- _Aim of the task_: Scan the entries below for the word "stderr". Copy out every line in which it occurs.

- _Provided data_:
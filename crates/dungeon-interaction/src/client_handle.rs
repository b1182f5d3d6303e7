//! Credential-keyed remote client.
//!
//! [`ClientHandle`] subscribes to the [`StateStore`] and swaps in a freshly
//! built client whenever a committed mutation changes the credential. The
//! old client is dropped once the last in-flight caller releases it.

use std::sync::{Arc, PoisonError, RwLock};

use dungeon_core::config::DungeonConfig;
use dungeon_core::error::Result;
use dungeon_core::state::{AppState, StateChange, StateListener, StateStore};

use crate::gemini_api_client::GeminiApiClient;

/// Builds a client bound to one credential.
pub trait ClientFactory<C>: Send + Sync {
    fn create(&self, credential: &str) -> Result<C>;
}

impl<C, F> ClientFactory<C> for F
where
    F: Fn(&str) -> Result<C> + Send + Sync,
{
    fn create(&self, credential: &str) -> Result<C> {
        self(credential)
    }
}

/// Builds [`GeminiApiClient`]s with the endpoint and timeout from config.
#[derive(Debug, Clone, Default)]
pub struct GeminiClientFactory {
    config: DungeonConfig,
}

impl GeminiClientFactory {
    pub fn new(config: DungeonConfig) -> Self {
        Self { config }
    }
}

impl ClientFactory<GeminiApiClient> for GeminiClientFactory {
    fn create(&self, credential: &str) -> Result<GeminiApiClient> {
        GeminiApiClient::from_config(credential, &self.config)
    }
}

struct Bound<C> {
    credential: String,
    client: Arc<C>,
}

/// The client matching the latest committed credential.
pub struct ClientHandle<C> {
    factory: Box<dyn ClientFactory<C>>,
    current: RwLock<Bound<C>>,
}

impl<C: Send + Sync + 'static> ClientHandle<C> {
    /// Builds the initial client for `credential`.
    pub fn new(factory: impl ClientFactory<C> + 'static, credential: &str) -> Result<Self> {
        let client = Arc::new(factory.create(credential)?);
        Ok(Self {
            factory: Box::new(factory),
            current: RwLock::new(Bound {
                credential: credential.to_string(),
                client,
            }),
        })
    }

    /// Builds a handle for the store's current credential and subscribes it.
    pub fn attach(store: &StateStore, factory: impl ClientFactory<C> + 'static) -> Result<Arc<Self>> {
        let handle = Arc::new(Self::new(factory, &store.credential())?);
        store.subscribe(handle.clone());
        Ok(handle)
    }

    /// Returns the current client.
    pub fn client(&self) -> Arc<C> {
        self.current
            .read()
            .unwrap_or_else(PoisonError::into_inner)
            .client
            .clone()
    }

    /// Credential the current client was built with.
    pub fn credential(&self) -> String {
        self.current
            .read()
            .unwrap_or_else(PoisonError::into_inner)
            .credential
            .clone()
    }

    fn rebind(&self, credential: &str) {
        let mut current = self
            .current
            .write()
            .unwrap_or_else(PoisonError::into_inner);
        if current.credential == credential {
            return;
        }

        match self.factory.create(credential) {
            Ok(client) => {
                *current = Bound {
                    credential: credential.to_string(),
                    client: Arc::new(client),
                };
                tracing::info!("[Client] Rebuilt remote client for new credential");
            }
            Err(e) => {
                tracing::error!("[Client] Failed to build client for new credential: {}", e);
            }
        }
    }
}

impl<C: Send + Sync + 'static> StateListener for ClientHandle<C> {
    fn on_change(&self, change: StateChange, state: &AppState) {
        if change.affects_credential() {
            self.rebind(&state.credential);
        }
    }
}
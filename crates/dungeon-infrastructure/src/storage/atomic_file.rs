//! Atomic text file operations.
//!
//! Provides a thin layer for safe replacement of small documents on disk.

use std::fs::{self, File, OpenOptions};
use std::io::Write as IoWrite;
use std::path::{Path, PathBuf};

use dungeon_core::DungeonError;

/// A handle to a text file that is only ever replaced as a whole.
///
/// Provides:
/// - **Atomicity**: updates are all-or-nothing via tmp file + atomic rename
/// - **Isolation**: an exclusive lock file serializes writers
/// - **Durability**: explicit fsync before rename
#[derive(Debug, Clone)]
pub struct AtomicFile {
    path: PathBuf,
}

impl AtomicFile {
    pub fn new(path: PathBuf) -> Self {
        Self { path }
    }

    pub fn path(&self) -> &Path {
        &self.path
    }

    /// Reads the file.
    ///
    /// - `Ok(Some(content))`: the file exists and is not blank
    /// - `Ok(None)`: the file doesn't exist or is blank
    pub fn load(&self) -> Result<Option<String>, DungeonError> {
        if !self.path.exists() {
            return Ok(None);
        }

        let content = fs::read_to_string(&self.path)?;
        if content.trim().is_empty() {
            return Ok(None);
        }
        Ok(Some(content))
    }

    /// Replaces the file content atomically under the writer lock.
    pub fn save(&self, content: &str) -> Result<(), DungeonError> {
        let _lock = FileLock::acquire(&self.path)?;

        let tmp_path = self.temp_path()?;
        let mut tmp_file = File::create(&tmp_path)?;
        tmp_file.write_all(content.as_bytes())?;

        // Ensure data is written to disk
        tmp_file.sync_all()?;
        drop(tmp_file);

        fs::rename(&tmp_path, &self.path)?;
        Ok(())
    }

    /// Deletes the file. Returns `false` if it did not exist.
    pub fn remove(&self) -> Result<bool, DungeonError> {
        let _lock = FileLock::acquire(&self.path)?;
        match fs::remove_file(&self.path) {
            Ok(()) => Ok(true),
            Err(e) if e.kind() == std::io::ErrorKind::NotFound => Ok(false),
            Err(e) => Err(e.into()),
        }
    }

    fn temp_path(&self) -> Result<PathBuf, DungeonError> {
        let parent = self
            .path
            .parent()
            .ok_or_else(|| DungeonError::io("Path has no parent directory"))?;
        let file_name = self
            .path
            .file_name()
            .ok_or_else(|| DungeonError::io("Path has no file name"))?;

        Ok(parent.join(format!(".{}.tmp", file_name.to_string_lossy())))
    }
}

/// A file lock guard that releases the lock when dropped.
struct FileLock {
    #[allow(dead_code)]
    file: File,
    lock_path: PathBuf,
}

impl FileLock {
    fn acquire(path: &Path) -> Result<Self, DungeonError> {
        let lock_path = path.with_extension("lock");

        if let Some(parent) = lock_path.parent() {
            if !parent.exists() {
                fs::create_dir_all(parent)?;
            }
        }

        let file = OpenOptions::new()
            .write(true)
            .create(true)
            .truncate(false)
            .open(&lock_path)?;

        #[cfg(unix)]
        {
            use fs2::FileExt;
            file.lock_exclusive()
                .map_err(|e| DungeonError::storage(format!("Failed to acquire lock: {}", e)))?;
        }

        Ok(FileLock { file, lock_path })
    }
}

impl Drop for FileLock {
    fn drop(&mut self) {
        // Unlock is automatic when the file handle is dropped
        let _ = fs::remove_file(&self.lock_path);
    }
}

#[cfg(test)]
mod tests {
    use super::*;
    use tempfile::TempDir;

    #[test]
    fn test_save_and_load() {
        let temp_dir = TempDir::new().unwrap();
        let file = AtomicFile::new(temp_dir.path().join("nested").join("doc.json"));

        file.save("{\"a\":1}").unwrap();

        assert_eq!(file.load().unwrap().as_deref(), Some("{\"a\":1}"));
    }

    #[test]
    fn test_load_nonexistent_or_blank() {
        let temp_dir = TempDir::new().unwrap();
        let file = AtomicFile::new(temp_dir.path().join("doc.json"));
        assert!(file.load().unwrap().is_none());

        std::fs::write(file.path(), "  \n").unwrap();
        assert!(file.load().unwrap().is_none());
    }

    #[test]
    fn test_no_temp_or_lock_file_left_behind() {
        let temp_dir = TempDir::new().unwrap();
        let path = temp_dir.path().join("doc.json");
        let file = AtomicFile::new(path.clone());

        file.save("first").unwrap();
        file.save("second").unwrap();

        assert!(!temp_dir.path().join(".doc.json.tmp").exists());
        assert!(!temp_dir.path().join("doc.lock").exists());
        assert_eq!(std::fs::read_to_string(path).unwrap(), "second");
    }

    #[test]
    fn test_remove() {
        let temp_dir = TempDir::new().unwrap();
        let file = AtomicFile::new(temp_dir.path().join("doc.json"));

        assert!(!file.remove().unwrap());
        file.save("x").unwrap();
        assert!(file.remove().unwrap());
        assert!(file.load().unwrap().is_none());
    }
}
//! Content generation request and the generator seam.

use async_trait::async_trait;
use serde_json::Value;

use crate::contract::{RESPONSE_MIME_TYPE, response_schema};
use crate::error::Result;
use crate::state::{AppState, Turn};

/// Everything one generation call needs, taken from a state snapshot.
#[derive(Debug, Clone, PartialEq)]
pub struct GenerationRequest {
    pub model: String,
    pub temperature: f64,
    pub system_instruction: String,
    pub history: Vec<Turn>,
    pub response_mime_type: String,
    pub response_schema: Value,
}

impl GenerationRequest {
    /// Builds a contract-bound request from the current settings and history.
    pub fn from_state(state: &AppState) -> Self {
        Self {
            model: state.selected_model.clone(),
            temperature: state.temperature,
            system_instruction: state.system_instruction.clone(),
            history: state.history.clone(),
            response_mime_type: RESPONSE_MIME_TYPE.to_string(),
            response_schema: response_schema(),
        }
    }
}

/// Something that can turn a [`GenerationRequest`] into raw model text.
#[async_trait]
pub trait ContentGenerator: Send + Sync {
    async fn generate(&self, request: &GenerationRequest) -> Result<String>;
}
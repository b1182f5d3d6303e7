//! Remote side of the dungeon client: the Gemini REST client, the
//! credential-keyed client handle and the lazy model catalog loader.

pub mod catalog_loader;
pub mod client_handle;
pub mod gemini_api_client;

pub use catalog_loader::{CatalogOutcome, ModelCatalogLoader};
pub use client_handle::{ClientFactory, ClientHandle, GeminiClientFactory};
pub use gemini_api_client::GeminiApiClient;
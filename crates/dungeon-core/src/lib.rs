//! Domain core of the Dungeon role-play chat client.
//!
//! - [`state`]: the persisted app state, its repository trait and the
//!   observable container every other component shares.
//! - [`catalog`]: filtering of the remote model catalog.
//! - [`contract`]: the JSON response contract and reply validation.
//! - [`generation`]: the generation request and the generator seam.
//! - [`config`]: runtime configuration.

pub mod catalog;
pub mod config;
pub mod contract;
pub mod error;
pub mod generation;
pub mod state;

// Re-export common error type
pub use error::{DungeonError, Result};
use colored::Colorize;

use crate::safe_truncate;

const MAX_BODY_CHARS: usize = 5000;

/// Hide all but the first few characters of an API key
pub fn mask_api_key(api_key: &str) -> String {
    format!("{}***", api_key.chars().take(6).collect::<String>())
}

/// Log HTTP request details for debugging (stderr)
pub fn log_request(url: &str, body: &serde_json::Value, api_key: &str, verbose: bool) {
    if !verbose {
        return;
    }

    eprintln!("\n{}", "═".repeat(80).bright_cyan());
    eprintln!("{}", "🔍 HTTP REQUEST DEBUG".bright_cyan().bold());
    eprintln!("{}", "═".repeat(80).bright_cyan());

    if let Ok(parsed_url) = reqwest::Url::parse(url) {
        eprintln!("{}: {}", "URL".bright_yellow(), url);
        eprintln!("{}: {}", "Host".bright_yellow(), parsed_url.host_str().unwrap_or("unknown"));
        eprintln!("{}: {}", "Scheme".bright_yellow(), parsed_url.scheme());
    } else {
        eprintln!("{}: {}", "URL".bright_yellow(), url);
    }

    eprintln!("\n{}", "Headers:".bright_yellow());
    eprintln!("  Content-Type: application/json");
    eprintln!("  x-goog-api-key: {}", mask_api_key(api_key));

    eprintln!("\n{}", "Request Body:".bright_yellow());
    match serde_json::to_string_pretty(body) {
        Ok(json) => print_truncated(&json),
        Err(e) => eprintln!("{}", format!("Error serializing request: {}", e).red()),
    }

    eprintln!("{}", "═".repeat(80).bright_cyan());
    eprintln!();
}

/// Log HTTP response details for debugging (stderr)
pub fn log_response(status: &reqwest::StatusCode, body: &str, verbose: bool) {
    if !verbose {
        return;
    }

    eprintln!("\n{}", "═".repeat(80).bright_green());
    eprintln!("{}", "📥 HTTP RESPONSE DEBUG".bright_green().bold());
    eprintln!("{}", "═".repeat(80).bright_green());

    eprintln!(
        "{}: {} {}",
        "Status".bright_yellow(),
        status.as_u16(),
        status.canonical_reason().unwrap_or("Unknown")
    );

    eprintln!("\n{}", "Response Body:".bright_yellow());
    // Try to pretty-print JSON, fall back to raw text
    match serde_json::from_str::<serde_json::Value>(body)
        .ok()
        .and_then(|value| serde_json::to_string_pretty(&value).ok())
    {
        Some(pretty) => print_truncated(&pretty),
        None => print_truncated(body),
    }

    eprintln!("{}", "═".repeat(80).bright_green());
    eprintln!();
}

fn print_truncated(text: &str) {
    if text.chars().count() > MAX_BODY_CHARS {
        eprintln!("{}", safe_truncate(text, MAX_BODY_CHARS));
        eprintln!(
            "\n{}",
            format!("... (truncated, total {} bytes)", text.len()).bright_black()
        );
    } else {
        eprintln!("{}", text);
    }
}
//! Chat session logic: date/time context injection and the linear history.

pub mod context;
pub mod error;
pub mod input;
pub mod session;

pub use context::{compose_message, context_banner_now, format_context_banner};
pub use error::ChatError;
pub use input::{classify_input, UserInput};
pub use session::ChatSession;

- _Exercise solution_:
/// Log HTTP request details for debugging (stderr)
/// Log HTTP response details for debugging (stderr)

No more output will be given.